Clinical and genetic predictors of renal dysfunctions in sickle cell anaemia in Cameroon.

Abstract

Micro-albuminuria and glomerular hyperfiltration are primary indicators of renal dysfunctions in Sickle Cell Disease (SCD), with more severe manifestations previously associated with variants in APOL1 and HMOX1 among African Americans. We have investigated 413 SCD patients from Cameroon. Anthropometric variables, haematological indices, crude albuminuria, albumin-to-creatinine ratio (ACR) and estimated glomerular filtration rate (eGFR) were measured.
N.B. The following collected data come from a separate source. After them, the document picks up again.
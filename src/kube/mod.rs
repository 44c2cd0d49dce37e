//! Kubernetes client module
//!
//! Handles connection to the Kubernetes API server and provides the live
//! [`ClusterClient`](crate::cluster::ClusterClient) implementation.
//!
//! HTTP/HTTPS proxies are honoured through the standard `HTTP_PROXY`,
//! `HTTPS_PROXY` and `NO_PROXY` environment variables.

mod crds;
mod fetch;

pub use crds::fetch_crd_declarations;
pub use fetch::KubeCluster;

use anyhow::{Context, Result};
use kube::config::{KubeConfigOptions, Kubeconfig};
use kube::{Client, Config};

/// Initialize and return a Kubernetes client
///
/// Without an explicit context the default loading strategy applies:
/// 1. In-cluster config (if running in a pod)
/// 2. KUBECONFIG environment variable
/// 3. ~/.kube/config
pub async fn create_client(context: Option<&str>) -> Result<Client> {
    let config = match context {
        Some(name) => {
            let options = KubeConfigOptions {
                context: Some(name.to_string()),
                ..Default::default()
            };
            Config::from_kubeconfig(&options)
                .await
                .with_context(|| format!("Failed to load kubeconfig context '{}'", name))?
        }
        None => Config::infer()
            .await
            .context("Failed to infer Kubernetes configuration")?,
    };

    tracing::debug!("Connecting to Kubernetes API at {}", config.cluster_url);
    let client = Client::try_from(config).context("Failed to create Kubernetes client")?;
    Ok(client)
}

/// Get the current Kubernetes context name, if a kubeconfig is present
pub fn current_context() -> Option<String> {
    match Kubeconfig::read() {
        Ok(kubeconfig) => kubeconfig.current_context,
        Err(e) => {
            tracing::debug!("No kubeconfig available: {}", e);
            None
        }
    }
}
Patients were genotyped for 3·7kb alpha-globin gene (HBA1/HBA2) deletion, and for variants in APOL1 (G1/G2; rs60910145, rs73885319, rs71785313) and HMOX1 (rs3074372, rs743811). The median age was 15years; the majority presented with micro-albuminuria (60·9%; n=248), and approximately half with glomerular hyperfiltration (49·5%; n=200). Age, male sex, haemoglobin level, leucocyte count, mean corpuscular volume, blood pressure, body mass index and creatinine levels significantly affected albuminuria and/or eGFR. Co-inheritance of alpha-thalassaemia was protective against macro-albuminuria (P=0·03). APOL1 G1/G2 risk variants were significantly associated with the ACR (P=0·01) and borderline with eGFR (P=0·07). HMOX1 - rs743811 was borderline associated with micro-albuminuria (P=0·07) and macro-albuminuria (P=0·06). The results revealed a high proportion of micro-albuminuria and glomerular hyperfiltration among Cameroonian SCD patients, and support the possible use of targeted genetic biomarkers for risks assessment.